Николай снова не ответил.
— Отец твой где? Ты с отцом был? Отец твой — что с ним?
— Там — выдавил Николай, показывая на машину.
Борис Владимирович бросился к машине — а Николай рухнул прямо тут без сознания. Все-таки то, что он пережил — было слишком…
* * *
Он пришел в себя от страшного звука. Какой-то ноющий, берущий за душу, страшный, на одной низкой ноте, то ли крик, то ли плач. Он не знал, что это — но от одного этого звука — становилось дурно…
Он встал с дивана — так и лежал на нем одетым. Подошел к окну, отдернул шторы. И ужаснулся, не узнав, что видит.
Они жили на верхнем этаже, видно было конечно не так, как на последних этажах высоток на Воробьевых горах, где Маринка жила — но все же было видно. Как будто город бомбили — то тут, то там к небу столбами поднимались дымы, превращаясь в серо-бурое облако, нависшее над Москвой. Были слышны и выстрелы — скорее всего на набережной. Негромко, но отчетливо — стучало…

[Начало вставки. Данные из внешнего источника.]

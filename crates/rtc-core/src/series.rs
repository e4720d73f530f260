//! Ordered argument/value tables.
//!
//! A [`Table`] keeps its points sorted by argument and never holds two points
//! with the same argument. Two insertion flavours exist:
//! - [`Table::insert_first`]: the first value for an argument wins, later
//!   duplicates are rejected (used when loading legacy tables)
//! - [`Table::upsert`] (time series only): the last write wins (used when
//!   synthesizing windows)
//!
//! Time series (`NaiveDateTime` arguments) additionally support validated
//! periodic extrapolation and step evaluation; lookup tables (`f64` arguments)
//! support constant/linear interpolation.

use core::cmp::Ordering;

use chrono::{NaiveDateTime, TimeDelta};

use crate::error::{CoreError, CoreResult};

/// How values between two points are obtained.
#[derive(Debug, Clone, Copy, PartialEq, Eq, Default)]
#[cfg_attr(feature = "serde", derive(serde::Serialize, serde::Deserialize))]
pub enum Interpolation {
    None,
    #[default]
    Constant,
    Linear,
}

/// How values outside the first/last argument are obtained.
#[derive(Debug, Clone, Copy, PartialEq, Eq, Default)]
#[cfg_attr(feature = "serde", derive(serde::Serialize, serde::Deserialize))]
pub enum Extrapolation {
    None,
    #[default]
    Constant,
    Linear,
    /// Repeat the series every `period_seconds`, measured from the first argument.
    Periodic { period_seconds: i64 },
}

impl Extrapolation {
    /// Period of a periodic extrapolation.
    pub fn period(&self) -> Option<TimeDelta> {
        match self {
            Extrapolation::Periodic { period_seconds } => TimeDelta::try_seconds(*period_seconds),
            _ => None,
        }
    }

    pub fn is_periodic(&self) -> bool {
        matches!(self, Extrapolation::Periodic { .. })
    }
}

/// Sorted table of unique arguments mapped to values.
#[derive(Debug, Clone, PartialEq)]
#[cfg_attr(feature = "serde", derive(serde::Serialize, serde::Deserialize))]
pub struct Table<A, V> {
    points: Vec<(A, V)>,
    pub interpolation: Interpolation,
    pub extrapolation: Extrapolation,
    /// Value used when the table holds no points.
    pub default_value: Option<V>,
}

/// Measured value (or rate) mapped to a setpoint.
pub type LookupTable = Table<f64, f64>;

/// Time-indexed values.
pub type TimeSeries<V> = Table<NaiveDateTime, V>;

impl<A, V> Default for Table<A, V> {
    fn default() -> Self {
        Self {
            points: Vec::new(),
            interpolation: Interpolation::default(),
            extrapolation: Extrapolation::default(),
            default_value: None,
        }
    }
}

impl<A, V> Table<A, V> {
    /// Create an empty table.
    pub fn new(interpolation: Interpolation, extrapolation: Extrapolation) -> Self {
        Self {
            points: Vec::new(),
            interpolation,
            extrapolation,
            default_value: None,
        }
    }

    /// Set the value reported while the table is empty.
    pub fn with_default_value(mut self, value: V) -> Self {
        self.default_value = Some(value);
        self
    }

    pub fn points(&self) -> &[(A, V)] {
        &self.points
    }

    pub fn len(&self) -> usize {
        self.points.len()
    }

    pub fn is_empty(&self) -> bool {
        self.points.is_empty()
    }

    pub fn arguments(&self) -> impl Iterator<Item = &A> {
        self.points.iter().map(|(a, _)| a)
    }

    pub fn values(&self) -> impl Iterator<Item = &V> {
        self.points.iter().map(|(_, v)| v)
    }

    pub fn first(&self) -> Option<&(A, V)> {
        self.points.first()
    }

    pub fn last(&self) -> Option<&(A, V)> {
        self.points.last()
    }
}

impl<A: PartialOrd + Copy, V> Table<A, V> {
    /// Binary search for `arg`; `Ok` when present, `Err` with the insertion point otherwise.
    fn locate(&self, arg: A) -> CoreResult<Result<usize, usize>> {
        // NaN-like arguments compare with nothing, not even themselves
        if arg.partial_cmp(&arg).is_none() {
            return Err(CoreError::Unordered {
                what: "table argument",
            });
        }
        Ok(self
            .points
            .binary_search_by(|(a, _)| a.partial_cmp(&arg).unwrap_or(Ordering::Less)))
    }

    /// Insert a point unless the argument is already present.
    ///
    /// Returns `Ok(false)` when the argument existed; the stored value is kept.
    pub fn insert_first(&mut self, arg: A, value: V) -> CoreResult<bool> {
        match self.locate(arg)? {
            Ok(_) => Ok(false),
            Err(pos) => {
                self.points.insert(pos, (arg, value));
                Ok(true)
            }
        }
    }

    /// Value stored exactly at `arg`.
    pub fn get(&self, arg: A) -> Option<&V> {
        match self.locate(arg) {
            Ok(Ok(pos)) => Some(&self.points[pos].1),
            _ => None,
        }
    }

    /// Index of the last point whose argument is `<= arg`.
    fn step_index(&self, arg: A) -> Option<usize> {
        let upper = self.points.partition_point(|(a, _)| *a <= arg);
        upper.checked_sub(1)
    }
}

impl<V> Table<NaiveDateTime, V> {
    /// Distance between the first and the last argument.
    pub fn span(&self) -> TimeDelta {
        match (self.points.first(), self.points.last()) {
            (Some((first, _)), Some((last, _))) => *last - *first,
            _ => TimeDelta::zero(),
        }
    }

    /// Switch to periodic extrapolation.
    ///
    /// The period must be strictly longer than [`Table::span`]; otherwise the
    /// table is left untouched and `PeriodTooShort` is returned.
    pub fn set_periodic(&mut self, period: TimeDelta) -> CoreResult<()> {
        let span = self.span();
        if period <= TimeDelta::zero() || period <= span {
            return Err(CoreError::PeriodTooShort {
                period_seconds: period.num_seconds(),
                span_seconds: span.num_seconds(),
            });
        }
        self.extrapolation = Extrapolation::Periodic {
            period_seconds: period.num_seconds(),
        };
        Ok(())
    }

    /// Insert or overwrite the value at `time`.
    pub fn upsert(&mut self, time: NaiveDateTime, value: V) {
        match self.points.binary_search_by(|(t, _)| t.cmp(&time)) {
            Ok(pos) => self.points[pos].1 = value,
            Err(pos) => self.points.insert(pos, (time, value)),
        }
    }

    /// Step (constant interpolation) value at `time`.
    ///
    /// Returns `None` outside the data when extrapolation is `None`.
    pub fn value_at(&self, time: NaiveDateTime) -> Option<&V> {
        let (first, _) = self.points.first()?;
        let (last, _) = self.points.last()?;

        let time = match self.extrapolation.period() {
            Some(period) if period > TimeDelta::zero() => {
                let in_first_period = first
                    .checked_add_signed(period)
                    .is_some_and(|end| time >= *first && time < end);
                if in_first_period {
                    time
                } else {
                    let offset = (time - *first)
                        .num_milliseconds()
                        .rem_euclid(period.num_milliseconds());
                    first.checked_add_signed(TimeDelta::milliseconds(offset))?
                }
            }
            _ => time,
        };

        if self.extrapolation == Extrapolation::None && (time < *first || time > *last) {
            return None;
        }

        let idx = self.step_index(time).unwrap_or(0);
        self.points.get(idx).map(|(_, v)| v)
    }
}

impl Table<f64, f64> {
    /// Evaluate the lookup table at `x`.
    ///
    /// Outside the data the nearest end value is used unless extrapolation is `None`.
    pub fn interpolate(&self, x: f64) -> Option<f64> {
        let Some(&(x0, y0)) = self.points.first() else {
            return self.default_value;
        };
        let &(xn, yn) = self.points.last()?;

        if x < x0 || x > xn {
            if self.extrapolation == Extrapolation::None {
                return None;
            }
            return Some(if x < x0 { y0 } else { yn });
        }

        let idx = self.step_index(x)?;
        let (xa, ya) = self.points[idx];
        match (self.interpolation, self.points.get(idx + 1)) {
            (Interpolation::Linear, Some(&(xb, yb))) if xb > xa => {
                Some(ya + (yb - ya) * (x - xa) / (xb - xa))
            }
            _ => Some(ya),
        }
    }
}

#[cfg(test)]
mod tests {
    use super::*;
    use chrono::NaiveDate;

    fn t(h: u32, m: u32) -> NaiveDateTime {
        NaiveDate::from_ymd_opt(2000, 1, 1)
            .unwrap()
            .and_hms_opt(h, m, 0)
            .unwrap()
    }

    #[test]
    fn upsert_orders_times_and_last_value_wins() {
        let mut series: TimeSeries<bool> = TimeSeries::default();
        series.upsert(t(6, 0), false);
        series.upsert(t(0, 0), true);
        series.upsert(t(6, 0), true);

        assert_eq!(series.points(), &[(t(0, 0), true), (t(6, 0), true)]);
    }

    #[test]
    fn insert_first_keeps_order_and_first_value() {
        let mut table = LookupTable::default();
        assert!(table.insert_first(2.0, 20.0).unwrap());
        assert!(table.insert_first(1.0, 10.0).unwrap());
        assert!(!table.insert_first(2.0, 99.0).unwrap());

        let args: Vec<f64> = table.arguments().copied().collect();
        assert_eq!(args, vec![1.0, 2.0]);
        assert_eq!(table.get(2.0), Some(&20.0));
    }

    #[test]
    fn nan_argument_rejected() {
        let mut table = LookupTable::default();
        assert!(matches!(
            table.insert_first(f64::NAN, 1.0),
            Err(CoreError::Unordered { .. })
        ));
        assert!(table.is_empty());
    }

    #[test]
    fn periodic_requires_period_longer_than_span() {
        let mut series = TimeSeries::<f64>::default();
        series.upsert(t(0, 0), 1.0);
        series.upsert(t(2, 0), 2.0);

        let err = series.set_periodic(TimeDelta::hours(1)).unwrap_err();
        assert_eq!(
            err,
            CoreError::PeriodTooShort {
                period_seconds: 3600,
                span_seconds: 7200
            }
        );
        assert_eq!(series.extrapolation, Extrapolation::Constant);

        // equal to the span is still too short
        assert!(series.set_periodic(TimeDelta::hours(2)).is_err());

        series.set_periodic(TimeDelta::hours(3)).unwrap();
        assert_eq!(series.extrapolation.period(), Some(TimeDelta::hours(3)));
    }

    #[test]
    fn step_value_with_periodic_wrap() {
        let mut series = TimeSeries::<bool>::default();
        series.upsert(t(0, 0), true);
        series.upsert(t(1, 0), false);
        series.set_periodic(TimeDelta::hours(2)).unwrap();

        assert_eq!(series.value_at(t(0, 30)), Some(&true));
        assert_eq!(series.value_at(t(1, 30)), Some(&false));
        // next period
        assert_eq!(series.value_at(t(2, 30)), Some(&true));
        assert_eq!(series.value_at(t(3, 30)), Some(&false));
    }

    #[test]
    fn no_extrapolation_is_undefined_outside_data() {
        let mut series = TimeSeries::<bool>::new(Interpolation::Constant, Extrapolation::None);
        series.upsert(t(1, 0), true);
        series.upsert(t(2, 0), false);
        assert_eq!(series.value_at(t(0, 0)), None);
        assert_eq!(series.value_at(t(1, 30)), Some(&true));
        assert_eq!(series.value_at(t(3, 0)), None);
    }

    #[test]
    fn lookup_interpolation() {
        let mut table = LookupTable::new(Interpolation::Linear, Extrapolation::Constant);
        table.insert_first(0.0, 0.0).unwrap();
        table.insert_first(10.0, 100.0).unwrap();
        assert_eq!(table.interpolate(5.0), Some(50.0));
        assert_eq!(table.interpolate(-1.0), Some(0.0));
        assert_eq!(table.interpolate(11.0), Some(100.0));

        table.interpolation = Interpolation::Constant;
        assert_eq!(table.interpolate(5.0), Some(0.0));
    }

    #[test]
    fn empty_lookup_uses_default_value() {
        let table = LookupTable::default().with_default_value(4.0);
        assert_eq!(table.interpolate(1.0), Some(4.0));
    }
}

Это не был город, в котором он жил. Это не был город, в котором он любил. Это не был город, в котором он развлекался. Это было нечто чужое, чужое, темное и страшное. Как будто город — до последнего цеплялся слабеющими пальцами за обрыв — а теперь вот не удержался и полетел в пропасть, кувыркаясь, отчаянно крича и ударяясь о скалы. Чужие, которых здесь было слишком много — впервые показали свое истинное лицо и предъявили на этот город права. Город сдался врагу, не сразу — но теперь враг пришел востребовать свое.
Николай отвернулся. Смотреть на это было тягостно и страшно. Он любил Москву, за ее энергию, самоуверенность, здоровую и нездоровую наглость и нахрапистость, всегда возвращался сюда… а теперь видел, что надо бежать…
Он отвернулся. Хотел привычно сунуть ноги в тапки — вдруг понял, что это — тапки отца. Кожаные, он привез их из Германии. Это были тапки отца…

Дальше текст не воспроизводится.